Александр Иванович Турбин был человеком необыкновенным. У него было странное, отрешенное лицо с удлиненным крючковатым носом, с взъерошенными волосами. В гимназии он был рассеян и существовал машинально. Настоящая жизнь начиналась дома, где он ходил нагишом, решая какую-то задачу, над которой более трехсот лет бились выдающиеся математики всего мира. Письменные работы Турбин оценивал так: за первую по порядку он ставил тройку, за вторую - 2/3, за третью - два с плюсом. Иногда, взглянув на фамилию, выставленную на тетради, он ставил четыре и даже - очень редко -пять. Непостижимое чутье безошибочно подсказывало ему, списана работа или нет, или, если списана, то полностью или отчасти. И когда притворно расстроенный гимназист подходил к нему с безукоризненным решением, Александр Иванович, помаргивая, прибавлял к двойке плюс, а иногда минус.
Делегацию, как и ожидали гимназисты, Турбин принял своеобразно. Приоткрыв входную дверь, он сказал: "Александра Иваныча дома нет". Потом, накинув халат, он все-таки впустил делегацию и, выслушав ее, покачал головой: "Ах, мерзавец! Ах, мерзавец!" Потом он снова сказал, что его нет дома, а когда гимназисты стали возражать, спросил с возмущением: "Как вы смеете своему преподавателю не верить?" Огорченные семиклассники удалились, а через несколько дней узнали, что Турбин был самым энергичным защитником брата на заседании педагогического совета.
Эти забавные подробности я узнал из воспоминаний Августа Андреевича Летавета. Но для нашей семьи в этой истории не было ничего смешного. Мать поехала в Петербург, была принята графом Игнатьевым и вернулась с торжеством - министр обещал поддержку. Думаю, что умный и дальновидный директор все равно не допустил бы исключения - недаром впоследствии он с подчеркнутым вниманием относился к брату. Пятерка, которую он поставил на выпускном экзамене против двойки латиниста, была отдаленным отзвуком "истории одного поцелуя".

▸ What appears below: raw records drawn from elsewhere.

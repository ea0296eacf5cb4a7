// tests/modifiers.rs
use std::f64::consts::{E, FRAC_1_SQRT_2, FRAC_PI_2};

use curve_balance::generators::{
    random_curve, random_point, random_pow, random_unit_disc, seeded_rng, uniform01,
};
use curve_balance::modifier::{
    CurveModifier, FunctionHandle, FunctionMixture, FunctionModifier, MixtureKind, ModifierRecord,
    PointModifier, PointScatter, PowModifier, ProportionModifier, ProportionalFunction,
    ProportionalMixture, ResponseFunction,
};
use bevy_prng::WyRand;
use curve_balance::{CurveError, Lerp, Modifier};
use glam::DVec2;
use rand_core::{RngCore, SeedableRng};

fn close(a: f64, b: f64) -> bool {
    (a - b).abs() < 1e-12
}

/* ──────────────────────────────────────────────────────────────────────────
1) CurveModifier
────────────────────────────────────────────────────────────────────────── */

#[test]
fn curve_matches_closed_form() {
    let c = CurveModifier::new(1.0, 0.0, 1.0, 1.0, 0.5, 1.0);
    let x = E - 1.0;
    let phase = (1.0 + x).ln();
    let pos = 0.5 / (1.0 + (FRAC_PI_2 + phase).sin().abs());
    let neg = -0.5 / (1.0 + phase.sin().abs());
    let expected = x * (1.0 + pos + neg);
    assert!(close(c.transform(x), expected), "{} vs {expected}", c.transform(x));
}

#[test]
fn curve_without_amplitude_is_identity() {
    let c = CurveModifier::new(2.0, 0.3, 1.4, 9.0, 0.0, 2.5);
    for x in [0.5, 3.0, 40.0] {
        assert_eq!(c.transform(x), x);
    }
    assert_eq!(c.transform_all(&[1.0, 2.0]), vec![1.0, 2.0]);
}

#[test]
fn curve_blends_in_parameter_space() {
    let a = CurveModifier::new(1.0, 0.0, 1.0, 2.0, 0.4, 1.0);
    let b = CurveModifier::new(3.0, 1.0, 2.0, 4.0, 1.2, 3.0);
    let m = CurveModifier::lerp(&a, &b, 0.5).unwrap();
    assert!(close(m.log_offset, 2.0));
    assert!(close(m.period, 1.5));
    assert!(close(m.coef, 0.8));
    assert!(close(m.power, 2.0));
    match m.describe() {
        ModifierRecord::Curve { sin_strength, .. } => assert!(close(sin_strength, 3.0)),
        other => panic!("unexpected record {other:?}"),
    }
}

/* ──────────────────────────────────────────────────────────────────────────
2) Response functions
────────────────────────────────────────────────────────────────────────── */

#[test]
fn pow_passes_through_anchor_and_mirrors_sign() {
    let p = PowModifier::new(2.0, 2.0, 3.0).unwrap();
    assert_eq!(p.transform(2.0), 3.0);
    assert_eq!(p.transform(4.0), 12.0);
    assert_eq!(p.transform(-4.0), -12.0);
    assert_eq!(p.transform(0.0), 0.0);
}

#[test]
fn pow_rejects_non_positive_parameters() {
    assert_eq!(
        PowModifier::new(0.0, 1.0, 1.0),
        Err(CurveError::NonPositiveParameter { param: "power", value: 0.0 })
    );
    assert_eq!(
        PowModifier::new(1.0, -2.0, 1.0),
        Err(CurveError::NonPositiveParameter { param: "x_1", value: -2.0 })
    );
    assert!(matches!(
        PowModifier::new(1.0, 1.0, f64::NAN),
        Err(CurveError::NonPositiveParameter { param: "y_1", .. })
    ));
}

#[test]
fn function_modifier_is_mirrored() {
    let sq = FunctionModifier::new("square", |x| x * x);
    assert_eq!(sq.transform(3.0), 9.0);
    assert_eq!(sq.transform(-3.0), -9.0);
    assert_eq!(sq.label(), "square");
}

/* ──────────────────────────────────────────────────────────────────────────
3) FunctionMixture
────────────────────────────────────────────────────────────────────────── */

#[test]
fn handles_keep_identity_across_clones() {
    let h = FunctionHandle::new(FunctionModifier::new("id", |x| x));
    let again = h.clone();
    assert_eq!(h.id(), again.id());
    let other = FunctionHandle::new(FunctionModifier::new("id", |x| x));
    assert_ne!(h.id(), other.id());
}

#[test]
fn mixture_merges_duplicates_and_normalises() {
    let f = FunctionHandle::new(FunctionModifier::new("f", |x| x));
    let g = FunctionHandle::new(FunctionModifier::new("g", |x| 2.0 * x));

    let merged = FunctionMixture::new([(f.clone(), 1.0), (f.clone(), 3.0)]).unwrap();
    assert_eq!(merged.len(), 1);
    assert_eq!(merged.weight_of(f.id()), 1.0);

    let mix = FunctionMixture::new([(f.clone(), 1.0), (g.clone(), 3.0)]).unwrap();
    assert!(close(mix.weight_of(f.id()), 0.25));
    assert!(close(mix.weight_of(g.id()), 0.75));
    assert!(close(mix.total(), 1.0));

    // Build order does not matter.
    let flipped = FunctionMixture::new([(g, 3.0), (f, 1.0)]).unwrap();
    assert_eq!(mix, flipped);
}

#[test]
fn mixture_rejects_bad_weights() {
    let f = FunctionHandle::new(FunctionModifier::new("f", |x| x));
    assert_eq!(FunctionMixture::new(Vec::new()), Err(CurveError::EmptyMixture));
    assert_eq!(FunctionMixture::new([(f.clone(), 0.0)]), Err(CurveError::EmptyMixture));
    assert_eq!(
        FunctionMixture::new([(f.clone(), 1.0), (f, -1.0)]),
        Err(CurveError::InvalidWeight { index: 1, weight: -1.0 })
    );
}

#[test]
fn mixture_weights_scale_the_input() {
    let f = FunctionHandle::new(FunctionModifier::new("id", |x| x));
    let g = FunctionHandle::new(FunctionModifier::new("double", |x| 2.0 * x));
    let mix = FunctionMixture::new([(f, 0.25), (g, 0.75)]).unwrap();
    // id(8 * 0.25) + double(8 * 0.75)
    assert_eq!(mix.transform(8.0), 14.0);
    assert_eq!(mix.transform(-8.0), -14.0);
}

#[test]
fn single_term_mixture_matches_its_function() {
    let p = PowModifier::new(1.5, 2.0, 5.0).unwrap();
    let mix = FunctionMixture::from(p);
    for x in [0.5, 2.0, 7.0, -3.0] {
        assert_eq!(mix.transform(x), p.transform(x));
    }
}

#[test]
fn mixture_add_unions_and_scale_keeps_mass() {
    let f = FunctionMixture::from(FunctionModifier::new("f", |x| x));
    let g = FunctionMixture::from(FunctionModifier::new("g", |x| x * x));

    let sum = f.add(&g);
    assert_eq!(sum.len(), 2);
    assert!(sum.terms().all(|(_, w)| close(w, 0.5)));

    let same = f.add(&f);
    assert_eq!(same.len(), 1);
    assert!(close(same.total(), 1.0));

    assert!(close(f.scale(0.5).total(), 0.5));
}

#[test]
fn mixture_weighted_mean_accumulates_by_id() {
    let fh = FunctionHandle::new(FunctionModifier::new("f", |x| x));
    let gh = FunctionHandle::new(FunctionModifier::new("g", |x| x * x));
    let f = FunctionMixture::from(fh.clone());
    let g = FunctionMixture::from(gh.clone());

    let m = FunctionMixture::weighted_mean(&[f.clone(), g, f], &[1.0, 1.0, 2.0]).unwrap();
    assert_eq!(m.len(), 2);
    assert!(close(m.weight_of(fh.id()), 0.75));
    assert!(close(m.weight_of(gh.id()), 0.25));

    match m.describe() {
        ModifierRecord::Mixture { kind, terms } => {
            assert_eq!(kind, MixtureKind::InputScaled);
            assert_eq!(terms.len(), 2);
            assert!(terms.iter().any(|t| t.label == "g" && close(t.weight, 0.25)));
        }
        other => panic!("unexpected record {other:?}"),
    }
}

/* ──────────────────────────────────────────────────────────────────────────
4) ProportionalMixture
────────────────────────────────────────────────────────────────────────── */

#[test]
fn proportion_modifier_checks_endpoints() {
    assert!(ProportionModifier::new(|w| w * w).is_ok());
    assert!(matches!(
        ProportionModifier::new(|w| w + 0.1),
        Err(CurveError::ProportionEndpoints { .. })
    ));
    assert_eq!(ProportionModifier::linear().apply(0.3), 0.3);
}

#[test]
fn proportional_term_rejects_out_of_range_proportion() {
    let term =
        ProportionalFunction::new(FunctionModifier::new("id", |x| x), ProportionModifier::linear());
    assert_eq!(term.apply(4.0, 0.5), Ok(2.0));
    assert_eq!(term.apply(4.0, 1.5), Err(CurveError::ProportionOutOfRange(1.5)));
}

#[test]
fn proportional_weights_modulate_the_output() {
    let square = ProportionModifier::new(|w| w * w).unwrap();
    let f =
        ProportionalFunction::new(FunctionModifier::new("id", |x| x), ProportionModifier::linear());
    let g = ProportionalFunction::new(FunctionModifier::new("double", |x| 2.0 * x), square);
    let mix = ProportionalMixture::new([(f, 1.0), (g, 1.0)]).unwrap();

    // id(4) * 0.5 + double(4) * 0.5^2
    assert_eq!(mix.transform(4.0), 4.0);
    match mix.describe() {
        ModifierRecord::Mixture { kind, .. } => assert_eq!(kind, MixtureKind::Proportional),
        other => panic!("unexpected record {other:?}"),
    }
}

/* ──────────────────────────────────────────────────────────────────────────
5) PointModifier
────────────────────────────────────────────────────────────────────────── */

#[test]
fn point_transform_is_linear_in_coef() {
    let p = PointModifier::new(2.5, DVec2::new(1.0, 1.0), DVec2::new(0.0, 1.0));
    assert_eq!(p.transform(4.0), 10.0);
    assert_eq!(p.final_position(), DVec2::new(1.0, 2.0));
}

#[test]
fn point_blend_renormalises_direction_and_adjusts_coef() {
    let a = PointModifier::new(1.0, DVec2::ZERO, DVec2::X);
    let b = PointModifier::new(1.0, DVec2::ZERO, DVec2::Y);
    let m = PointModifier::weighted_mean(&[a, b], &[0.5, 0.5]).unwrap();

    assert!(close(m.length(), 1.0));
    assert!(close(m.direction.x, FRAC_1_SQRT_2));
    assert!(close(m.direction.y, FRAC_1_SQRT_2));
    // Linear final y is 0.5, renormalised is 1/sqrt(2).
    assert!(close(m.coef, 1.0 + (FRAC_1_SQRT_2 - 0.5)));
}

#[test]
fn point_blend_with_cancelling_directions_stays_put() {
    let a = PointModifier::new(2.0, DVec2::new(0.0, 1.0), DVec2::X);
    let b = PointModifier::new(4.0, DVec2::new(0.0, 3.0), -DVec2::X);
    let m = PointModifier::lerp(&a, &b, 0.5).unwrap();
    assert_eq!(m.direction, DVec2::ZERO);
    assert!(close(m.coef, 3.0));
    assert!(close(m.center.y, 2.0));
}

#[test]
fn point_scatter_collects_columns() {
    let pts = [
        PointModifier::new(1.0, DVec2::ZERO, DVec2::X),
        PointModifier::new(2.0, DVec2::ONE, DVec2::Y),
    ];
    let s = PointScatter::collect(&pts);
    assert_eq!(s.coefs, vec![1.0, 2.0]);
    assert_eq!(s.finals, vec![DVec2::X, DVec2::new(1.0, 2.0)]);
    assert_eq!(s.centers.len(), 2);
    assert_eq!(s.directions.len(), 2);
}

/* ──────────────────────────────────────────────────────────────────────────
6) Preset generators replay from a seed
────────────────────────────────────────────────────────────────────────── */

#[test]
fn generators_replay_from_seed() {
    let (mut a, mut b) = (seeded_rng(42), seeded_rng(42));
    for _ in 0..8 {
        assert_eq!(random_curve(&mut a), random_curve(&mut b));
        assert_eq!(random_point(&mut a), random_point(&mut b));
    }
}

#[test]
fn seeded_rng_is_plain_wyrand() {
    let mut direct = WyRand::from_seed(7u64.to_le_bytes());
    let mut helper = seeded_rng(7);
    for _ in 0..16 {
        assert_eq!(direct.next_u64(), helper.next_u64());
    }
}

#[test]
fn generators_stay_in_range() {
    let mut rng = seeded_rng(1234);
    for _ in 0..500 {
        let u = uniform01(&mut rng);
        assert!((0.0..1.0).contains(&u));

        let c = random_curve(&mut rng);
        assert!((0.0..=10.0).contains(&c.log_offset));
        assert!(c.period >= 0.1_f64.sqrt() && c.period <= 2.9_f64.sqrt());
        assert!(c.power >= 0.5_f64.sqrt() && c.power <= 5.0_f64.sqrt());

        let p = random_pow(&mut rng, 2.0).unwrap();
        assert!(p.power() > 0.75 && p.power() < 1.32, "{}", p.power());
        assert!(p.x_1() > 0.57 && p.x_1() < 1.74, "{}", p.x_1());

        assert!(random_unit_disc(&mut rng).length() <= 1.0 + 1e-12);
        let pt = random_point(&mut rng);
        assert!((1.0..=100.0).contains(&pt.coef));
    }
}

Впрочем, она не закончилась на заседании педагогического совета, постановившего без наказания оставить брата в гимназии. Вражда между демократами и монархистами продолжалась, брату был объявлен бойкот, в бумагах Летавета сохранилось заявление (написанное рукой Юрия Тынянова), в котором демократы требовали, чтобы "бойкот, объявленный Льву Зильберу", был распространен и на них.